By Paige Minemyer / April 7, 2026

Last summer, the insurance industry broadly agreed to reform a major healthcare pain point: prior authorization.

Now, two of the industry's leading organizations are offering a look at progress toward those goals. AHIP and the Blue Cross Blue Shield Association released a report on Tuesday that found leading health plans reduced prior authorizations for an array of services by 11% since the pledge was made.

This equates to 6.5 million fewer prior auth requests for patients, according to the report. Reductions in Medicare Advantage specifically were 15%, it reads.

“Health plans have taken important initial steps to support patients and are working toward the shared goal of delivering answers at the point of care whenever possible—a goal that will require both plans and providers to eliminate manual processes and adopt real-time electronic data sharing,” said Mike Tuffin, AHIP President and CEO, in the announcement.

Services that are no longer subject to prior authorization include those with clear clinical guidelines and consistent utilization trends for providers, per the announcement. The insurers have also worked to use more consumer-friendly language in determinations, and if an authorization is denied, make it clear what an appeal or next step could be.

As part of the June 2025 pledge, insurers said they would demonstrate notable progress toward the goals by the beginning of 2026. About 50 plans signed on to the initiative, including all six of the largest, publicly traded insurance conglomerates: Elevance Health, Centene, Cigna, CVS Health's Aetna, Humana and UnitedHealthcare.

Key changes included reducing the number of services subject to prior authorization, as well as implementing solutions to promote electronic prior auth, with plans to establish a framework for both payers and providers by Jan. 1, 2027.

Officials at the Centers for Medicare & Medicaid Services and the Department of Health and Human Services also played a major role in establishing the reforms.

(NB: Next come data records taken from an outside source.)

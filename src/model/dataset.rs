//! Initial dataset loading.
//!
//! The stores start from a `Dataset` produced by a `DatasetLoader`. The built-in
//! mock set mirrors the records the application has always shipped with; a JSON
//! file can replace it. Nothing is ever written back.

use super::error::DatasetError;
use super::resource::{Company, CompanyDraft, FiscalYear, FiscalYearDraft};
use crate::validation::{validate_company, validate_fiscal_year};
use log::*;
use serde::{Deserialize, Serialize};
use std::collections::{HashMap, HashSet};
use std::fs;
use std::path::{Path, PathBuf};

/// Starting collections for both stores.
///
#[derive(Clone, Debug, Default, PartialEq, Eq, Serialize, Deserialize)]
#[serde(rename_all = "camelCase")]
pub struct Dataset {
    #[serde(default)]
    pub companies: Vec<Company>,
    #[serde(default)]
    pub fiscal_years: Vec<FiscalYear>,
}

impl Dataset {
    /// Verify the loaded records uphold the data model invariants: every
    /// record passes the same field rules as the forms, ids and registration
    /// numbers are unique, and fiscal years are neither orphaned nor
    /// overlapping, with at most one main fiscal year per company.
    ///
    pub fn check_invariants(&self) -> Result<(), DatasetError> {
        let mut company_ids = HashSet::new();
        let mut registration_numbers = HashSet::new();
        for company in &self.companies {
            if !company_ids.insert(company.id) {
                return Err(DatasetError::Invariant(format!(
                    "duplicate company id {}",
                    company.id
                )));
            }
            let errors = validate_company(&CompanyDraft::from(company), &[]);
            if !errors.is_empty() {
                return Err(DatasetError::Invariant(format!(
                    "company {} is invalid: {}",
                    company.id, errors
                )));
            }
            if !registration_numbers.insert(company.registration_number.as_str()) {
                return Err(DatasetError::Invariant(format!(
                    "duplicate registration number {}",
                    company.registration_number
                )));
            }
        }

        let mut fiscal_year_ids = HashSet::new();
        let mut main_counts: HashMap<u64, usize> = HashMap::new();
        for (index, fiscal_year) in self.fiscal_years.iter().enumerate() {
            if !fiscal_year_ids.insert(fiscal_year.id) {
                return Err(DatasetError::Invariant(format!(
                    "duplicate fiscal year id {}",
                    fiscal_year.id
                )));
            }
            if !company_ids.contains(&fiscal_year.company_id) {
                return Err(DatasetError::Invariant(format!(
                    "fiscal year {} references missing company {}",
                    fiscal_year.id, fiscal_year.company_id
                )));
            }
            let errors = validate_fiscal_year(
                &FiscalYearDraft::from(fiscal_year),
                &[],
                Some(fiscal_year.id),
            );
            if !errors.is_empty() {
                return Err(DatasetError::Invariant(format!(
                    "fiscal year {} is invalid: {}",
                    fiscal_year.id, errors
                )));
            }
            if fiscal_year.is_main {
                let count = main_counts.entry(fiscal_year.company_id).or_insert(0);
                *count += 1;
                if *count > 1 {
                    return Err(DatasetError::Invariant(format!(
                        "company {} has more than one main fiscal year",
                        fiscal_year.company_id
                    )));
                }
            }
            let clash = self.fiscal_years[..index].iter().find(|other| {
                other.company_id == fiscal_year.company_id
                    && other.overlaps(&fiscal_year.start_date, &fiscal_year.end_date)
            });
            if let Some(other) = clash {
                return Err(DatasetError::Invariant(format!(
                    "fiscal years {} and {} overlap",
                    other.id, fiscal_year.id
                )));
            }
        }
        Ok(())
    }
}

/// Supplies the starting collections.
///
pub trait DatasetLoader {
    fn load(&self) -> Result<Dataset, DatasetError>;
}

/// The fixed sample records.
///
pub struct MockDataset;

impl DatasetLoader for MockDataset {
    fn load(&self) -> Result<Dataset, DatasetError> {
        debug!("Loading built-in mock dataset...");
        let companies = vec![
            company(1, "Frontend Solutions", "111-81-12345"),
            company(2, "Backend Systems", "222-86-54321"),
            company(3, "UI/UX Design Lab", "333-88-67890"),
        ];
        let fiscal_years = vec![
            fiscal_year(1, 1, "2023", "20230101", "20231231", true, "2023 regular term"),
            fiscal_year(2, 1, "2022", "20220101", "20221231", false, "2022"),
            fiscal_year(3, 2, "2023", "20230401", "20240331", true, "March closing"),
            fiscal_year(4, 1, "2021", "20210101", "20211231", false, ""),
            fiscal_year(5, 1, "2020", "20200101", "20201231", false, "Pandemic period"),
            fiscal_year(6, 3, "2023", "20230101", "20231231", true, "Initial setup"),
        ];
        Ok(Dataset {
            companies,
            fiscal_years,
        })
    }
}

/// Reads `{ "companies": [...], "fiscalYears": [...] }` from a JSON file.
///
pub struct JsonDataset {
    path: PathBuf,
}

impl JsonDataset {
    pub fn new(path: impl AsRef<Path>) -> Self {
        JsonDataset {
            path: path.as_ref().to_path_buf(),
        }
    }
}

impl DatasetLoader for JsonDataset {
    fn load(&self) -> Result<Dataset, DatasetError> {
        info!("Loading dataset from {}...", self.path.display());
        let contents = fs::read_to_string(&self.path).map_err(|e| DatasetError::ReadFailed {
            path: self.path.clone(),
            source: e,
        })?;
        let dataset: Dataset = serde_json::from_str(&contents)?;
        dataset.check_invariants()?;
        debug!(
            "Loaded {} companies and {} fiscal years",
            dataset.companies.len(),
            dataset.fiscal_years.len()
        );
        Ok(dataset)
    }
}

fn company(id: u64, name: &str, registration_number: &str) -> Company {
    Company {
        id,
        name: name.to_string(),
        registration_number: registration_number.to_string(),
    }
}

fn fiscal_year(
    id: u64,
    company_id: u64,
    year: &str,
    start_date: &str,
    end_date: &str,
    is_main: bool,
    remarks: &str,
) -> FiscalYear {
    FiscalYear {
        id,
        company_id,
        year: year.to_string(),
        start_date: start_date.to_string(),
        end_date: end_date.to_string(),
        is_main,
        remarks: remarks.to_string(),
    }
}
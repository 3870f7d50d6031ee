//! Event handling module.
//!
//! This module contains the terminal event handler, which polls user input on a
//! background thread and turns key presses into state actions.

pub mod terminal;
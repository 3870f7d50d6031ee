//! Application state management module.
//!
//! This module contains the core state management for the application, including:
//! - Main `State` struct that holds the stores and all transient UI state
//! - `Action` values, the only way to request a transition
//! - Navigation, form, table and notification types

mod action;
mod form;
mod navigation;
mod notification;
mod table;

pub use action::Action;
pub use form::{CompanyField, CompanyForm, FiscalYearField, FiscalYearForm};
pub use navigation::Focus;
pub use notification::{
    Confirmation, DeleteTarget, Notifier, Toast, ToastKind, DEFAULT_TOAST_DURATION,
};
pub use table::{
    sort_fiscal_years, sort_indicator, Pagination, SortConfig, SortDirection, SortKey,
    DEFAULT_PAGE_SIZE,
};

// State struct, methods and Default impl are in state_impl.rs
#[path = "state_impl.rs"]
mod state_impl;

pub use state_impl::State;
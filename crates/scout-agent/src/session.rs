use serde::{Deserialize, Serialize};
use scout_core::Message;

/// One research session: the owned, append-only message history from
/// initial user request to final answer.
///
/// The history is threaded explicitly through the loop rather than held as
/// ambient state, so a test can inject a fixed history and assert the delta
/// after one turn. Discarded when the session ends; nothing is persisted.
#[derive(Debug, Clone, Default, PartialEq, Serialize, Deserialize)]
pub struct Session {
    pub messages: Vec<Message>,
}

impl Session {
    pub fn new() -> Self {
        Self::default()
    }

    pub fn with_messages(messages: Vec<Message>) -> Self {
        Self { messages }
    }

    /// Append a message. This is the only way history grows; prior
    /// messages are never mutated or removed.
    pub fn push(&mut self, message: Message) {
        self.messages.push(message);
    }

    pub fn last_message(&self) -> Option<&Message> {
        self.messages.last()
    }

    /// The final answer, if the session ended with one: the content of the
    /// last assistant message that carries no tool calls.
    pub fn final_answer(&self) -> Option<&str> {
        self.last_message()
            .filter(|m| m.is_ai() && m.tool_calls().is_empty())
            .map(|m| m.content())
    }

    /// Tool-result messages in this session, in append order.
    pub fn tool_messages(&self) -> impl Iterator<Item = &Message> {
        self.messages.iter().filter(|m| m.is_tool())
    }
}
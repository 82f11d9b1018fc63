use async_trait::async_trait;
use serde_json::{json, Value};
use scout_core::{ScoutError, Tool};

use crate::config::{post, TavilyConfig};

/// Full-page content retrieval via the Tavily `/extract` endpoint.
pub struct TavilyExtractTool {
    config: TavilyConfig,
    client: reqwest::Client,
}

impl TavilyExtractTool {
    pub fn new(config: TavilyConfig) -> Self {
        Self {
            config,
            client: reqwest::Client::new(),
        }
    }
}

#[async_trait]
impl Tool for TavilyExtractTool {
    fn name(&self) -> &str {
        "tavily_extract"
    }

    fn description(&self) -> &str {
        "Extract the full content of specific web pages. Use this when you \
         already know the URLs and need their complete text, e.g. after a \
         search surfaced promising pages."
    }

    fn parameters(&self) -> Option<Value> {
        Some(json!({
            "type": "object",
            "properties": {
                "urls": {
                    "type": "array",
                    "items": {"type": "string"},
                    "description": "URLs to extract content from"
                },
                "extract_depth": {
                    "type": "string",
                    "enum": ["basic", "advanced"],
                    "description": "Advanced retrieves tables and embedded content"
                },
                "include_images": {
                    "type": "boolean",
                    "description": "Include image URLs found on the pages"
                }
            },
            "required": ["urls"]
        }))
    }

    async fn call(&self, args: Value) -> Result<Value, ScoutError> {
        let urls = args
            .get("urls")
            .and_then(Value::as_array)
            .filter(|urls| !urls.is_empty())
            .ok_or_else(|| ScoutError::InvalidToolArguments {
                tool: self.name().to_string(),
                reason: "field 'urls' must be a non-empty array of strings".to_string(),
            })?;

        let mut body = json!({
            "urls": urls,
            "extract_depth": args.get("extract_depth").and_then(Value::as_str)
                .unwrap_or("basic"),
        });
        if let Some(include_images) = args.get("include_images") {
            body["include_images"] = include_images.clone();
        }

        let payload = post(&self.client, &self.config, self.name(), "/extract", body).await?;
        Ok(Value::String(format_pages(&payload)))
    }
}

fn format_pages(payload: &Value) -> String {
    let mut out = String::new();

    if let Some(results) = payload.get("results").and_then(Value::as_array) {
        for page in results {
            let url = page.get("url").and_then(Value::as_str).unwrap_or("(unknown url)");
            let content = page
                .get("raw_content")
                .and_then(Value::as_str)
                .unwrap_or("(no content)");
            out.push_str(&format!("## {url}\n{content}\n\n"));
            if let Some(images) = page.get("images").and_then(Value::as_array) {
                if !images.is_empty() {
                    out.push_str(&format!("Images: {images:?}\n\n"));
                }
            }
        }
    }

    if let Some(failed) = payload.get("failed_results").and_then(Value::as_array) {
        for failure in failed {
            let url = failure.get("url").and_then(Value::as_str).unwrap_or("(unknown url)");
            let error = failure.get("error").and_then(Value::as_str).unwrap_or("unknown error");
            out.push_str(&format!("FAILED {url}: {error}\n"));
        }
    }

    if out.is_empty() {
        out.push_str("No content extracted.");
    }
    out
}
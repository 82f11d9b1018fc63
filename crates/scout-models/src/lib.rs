//! Model provider plumbing for Scout.
//!
//! The [`ChatModel`](scout_core::ChatModel) implementations here talk to an
//! OpenAI-compatible chat-completions endpoint through the
//! [`ProviderBackend`] seam, so tests can substitute [`FakeBackend`] and
//! never touch the network. [`ScriptedChatModel`] skips HTTP entirely and
//! replays queued responses, which is what the agent tests drive the loop
//! with.

mod backend;
mod openai;
mod scripted;

pub use backend::{FakeBackend, HttpBackend, ProviderBackend, ProviderRequest, ProviderResponse};
pub use openai::{OpenAiChatModel, OpenAiConfig};
pub use scripted::ScriptedChatModel;
use std::time::Duration;

/// Bounded retry with exponential backoff for transient tool failures.
///
/// Only execution errors are retried; schema-validation failures never are
/// (the same arguments would fail again).
#[derive(Debug, Clone)]
pub struct RetryPolicy {
    pub max_retries: usize,
    pub base_delay: Duration,
}

impl RetryPolicy {
    pub fn new(max_retries: usize) -> Self {
        Self {
            max_retries,
            base_delay: Duration::from_millis(100),
        }
    }

    /// No retries: every failure is reported on the first attempt.
    pub fn none() -> Self {
        Self::new(0)
    }

    pub fn with_base_delay(mut self, delay: Duration) -> Self {
        self.base_delay = delay;
        self
    }

    /// Delay before retrying after a failed `attempt` (0-based).
    pub fn delay(&self, attempt: usize) -> Duration {
        self.base_delay * 2u32.saturating_pow(attempt as u32)
    }
}

impl Default for RetryPolicy {
    fn default() -> Self {
        Self::none()
    }
}

#[cfg(test)]
mod tests {
    use super::*;

    #[test]
    fn delays_double_per_attempt() {
        let policy = RetryPolicy::new(3).with_base_delay(Duration::from_millis(50));
        assert_eq!(policy.delay(0), Duration::from_millis(50));
        assert_eq!(policy.delay(1), Duration::from_millis(100));
        assert_eq!(policy.delay(2), Duration::from_millis(200));
    }

    #[test]
    fn none_means_zero_retries() {
        assert_eq!(RetryPolicy::none().max_retries, 0);
        assert_eq!(RetryPolicy::default().max_retries, 0);
    }
}
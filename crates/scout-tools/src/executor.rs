use std::time::Duration;

use futures::future::join_all;
use serde_json::Value;
use scout_core::{schema, ScoutError, ToolCall};

use crate::registry::ToolRegistry;
use crate::retry::RetryPolicy;

/// The result of one tool call, tagged with the originating call id so the
/// model can correlate results regardless of completion order.
#[derive(Debug)]
pub struct ToolOutcome {
    pub call_id: String,
    pub tool_name: String,
    pub result: Result<Value, ScoutError>,
}

/// Executes tool calls one at a time, in request order.
pub struct SerialToolExecutor {
    registry: ToolRegistry,
    retry: RetryPolicy,
    timeout: Option<Duration>,
}

impl SerialToolExecutor {
    pub fn new(registry: ToolRegistry) -> Self {
        Self {
            registry,
            retry: RetryPolicy::none(),
            timeout: None,
        }
    }

    pub fn with_retry(mut self, retry: RetryPolicy) -> Self {
        self.retry = retry;
        self
    }

    /// Per-call timeout. Expiry is a [`ScoutError::Timeout`], never retried.
    pub fn with_timeout(mut self, timeout: Duration) -> Self {
        self.timeout = Some(timeout);
        self
    }

    pub fn registry(&self) -> &ToolRegistry {
        &self.registry
    }

    pub async fn execute(&self, call: &ToolCall) -> ToolOutcome {
        run_call(&self.registry, &self.retry, self.timeout, call).await
    }

    pub async fn execute_all(&self, calls: &[ToolCall]) -> Vec<ToolOutcome> {
        let mut outcomes = Vec::with_capacity(calls.len());
        for call in calls {
            outcomes.push(self.execute(call).await);
        }
        outcomes
    }
}

/// Executes simultaneously-requested tool calls concurrently.
///
/// Outcomes are returned in request order, but correlation happens through
/// the call id, not position.
pub struct ParallelToolExecutor {
    registry: ToolRegistry,
    retry: RetryPolicy,
    timeout: Option<Duration>,
}

impl ParallelToolExecutor {
    pub fn new(registry: ToolRegistry) -> Self {
        Self {
            registry,
            retry: RetryPolicy::none(),
            timeout: None,
        }
    }

    pub fn with_retry(mut self, retry: RetryPolicy) -> Self {
        self.retry = retry;
        self
    }

    pub fn with_timeout(mut self, timeout: Duration) -> Self {
        self.timeout = Some(timeout);
        self
    }

    pub fn registry(&self) -> &ToolRegistry {
        &self.registry
    }

    pub async fn execute_all(&self, calls: &[ToolCall]) -> Vec<ToolOutcome> {
        join_all(
            calls
                .iter()
                .map(|call| run_call(&self.registry, &self.retry, self.timeout, call)),
        )
        .await
    }
}

async fn run_call(
    registry: &ToolRegistry,
    retry: &RetryPolicy,
    timeout: Option<Duration>,
    call: &ToolCall,
) -> ToolOutcome {
    ToolOutcome {
        call_id: call.id.clone(),
        tool_name: call.name.clone(),
        result: run_call_inner(registry, retry, timeout, call).await,
    }
}

async fn run_call_inner(
    registry: &ToolRegistry,
    retry: &RetryPolicy,
    timeout: Option<Duration>,
    call: &ToolCall,
) -> Result<Value, ScoutError> {
    let tool = registry
        .get(&call.name)
        .ok_or_else(|| ScoutError::ToolNotFound(call.name.clone()))?;

    // Invalid arguments must never reach the tool, and retrying them is
    // pointless: same arguments, same verdict.
    if let Some(parameters) = tool.parameters() {
        schema::validate_args(&call.name, &parameters, &call.arguments)?;
    }

    let mut last_err = None;
    for attempt in 0..=retry.max_retries {
        let fut = tool.call(call.arguments.clone());
        let outcome = match timeout {
            Some(limit) => tokio::time::timeout(limit, fut).await.unwrap_or_else(|_| {
                Err(ScoutError::Timeout(format!(
                    "tool '{}' exceeded {}ms",
                    call.name,
                    limit.as_millis()
                )))
            }),
            None => fut.await,
        };
        match outcome {
            Ok(value) => {
                tracing::debug!(tool = %call.name, call_id = %call.id, "tool call succeeded");
                return Ok(value);
            }
            // Timeouts are fatal to the session, not retried.
            Err(e @ ScoutError::Timeout(_)) => return Err(e),
            Err(e) => {
                tracing::warn!(tool = %call.name, attempt, error = %e, "tool call failed");
                last_err = Some(e);
                if attempt < retry.max_retries {
                    tokio::time::sleep(retry.delay(attempt)).await;
                }
            }
        }
    }
    Err(last_err.unwrap_or_else(|| ScoutError::Tool {
        tool: call.name.clone(),
        reason: "no attempts made".to_string(),
    }))
}
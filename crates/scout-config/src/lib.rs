//! Configuration loading for Scout agents.
//!
//! The only secrets are two API keys (model provider + Tavily); following
//! the `api_key_env` pattern, config files name the environment variables
//! and never contain key material themselves.

mod format;
mod model;

pub use format::{parse_config, ConfigFormat};
pub use model::{ModelConfig, TavilySettings};

use std::path::{Path, PathBuf};

use serde::Deserialize;
use scout_core::ScoutError;

/// Top-level agent configuration, loaded from TOML or JSON.
#[derive(Debug, Clone, Deserialize)]
pub struct ScoutConfig {
    pub model: ModelConfig,
    #[serde(default)]
    pub tavily: TavilySettings,
    #[serde(default)]
    pub agent: AgentSettings,
}

/// Agent behavior configuration.
#[derive(Debug, Clone, Deserialize, Default)]
pub struct AgentSettings {
    pub system_prompt: Option<String>,
    pub max_turns: Option<usize>,
    /// Per-tool-call timeout, in seconds.
    pub tool_timeout_secs: Option<u64>,
    /// Overall session wall-clock budget, in seconds.
    pub deadline_secs: Option<u64>,
    /// Retries for transient tool failures.
    pub tool_retries: Option<usize>,
    #[serde(default)]
    pub parallel_tools: bool,
}

/// File-discovery search order for config files.
const EXTENSIONS: &[&str] = &["toml", "json"];

impl ScoutConfig {
    /// Load configuration from a file (TOML or JSON).
    ///
    /// Search order:
    /// 1. Explicit path (if provided) — format detected by extension
    /// 2. `./scout.{toml,json}` in the current directory
    pub fn load(path: Option<&Path>) -> Result<Self, ScoutError> {
        if let Some(p) = path {
            if p.exists() {
                return Self::load_file(p);
            }
            return Err(ScoutError::Config(format!(
                "config file not found: {}",
                p.display()
            )));
        }

        for ext in EXTENSIONS {
            let candidate = PathBuf::from(format!("./scout.{ext}"));
            if candidate.exists() {
                return Self::load_file(&candidate);
            }
        }

        Err(ScoutError::Config(
            "no config file found: tried ./scout.{toml,json}".to_string(),
        ))
    }

    /// Parse from a string in the given format.
    pub fn parse(content: &str, format: ConfigFormat) -> Result<Self, ScoutError> {
        parse_config(content, format)
    }

    /// Resolve the model-provider API key from the environment variable
    /// named in `model.api_key_env`.
    pub fn resolve_model_api_key(&self) -> Result<String, ScoutError> {
        resolve_env(&self.model.api_key_env)
    }

    /// Resolve the Tavily API key from the environment variable named in
    /// `tavily.api_key_env`.
    pub fn resolve_tavily_api_key(&self) -> Result<String, ScoutError> {
        resolve_env(&self.tavily.api_key_env)
    }

    fn load_file(path: &Path) -> Result<Self, ScoutError> {
        let format = ConfigFormat::from_path(path).ok_or_else(|| {
            ScoutError::Config(format!(
                "cannot detect config format from extension: {}",
                path.display()
            ))
        })?;
        let content = std::fs::read_to_string(path)
            .map_err(|e| ScoutError::Config(format!("failed to read {}: {e}", path.display())))?;
        parse_config(&content, format)
    }
}

fn resolve_env(var: &str) -> Result<String, ScoutError> {
    std::env::var(var)
        .map_err(|_| ScoutError::Config(format!("environment variable '{var}' not set")))
}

Prior auth remains a significant frustration for both patients and providers, with many patients citing it as the largest navigation challenge they face, according to a recent KFF poll.

The insurance groups said that the changes on tap for the rest of the year will support a faster, more streamlined experience for prior auth, and establish critical industry standards.

Kim Keck, CEO of BCBSA, said in the announcement that the Blues network will continue to focus on its commitment to manage 80% of electronic prior auth submissions in real-time as they move forward with the reform initiative.

The reductions already seen have helped to reduce administrative burdens and accelerate access to care, per the announcement.

"We share CMS' urgency to modernize the infrastructure of health care and understand that all of us—policymakers, payers and care providers—have a role to play in activating change," Keck said.

Providers, meanwhile, took a “wait and see” approach to insurers’ promises, expressing faint praise to the pledge without seeing if the initiative would bear real fruit. And while a recent analysis from Kodiak Solutions finds that providers were paid more quickly last year, they did miss out on significant revenue amid a rise in clinical claims denial activity.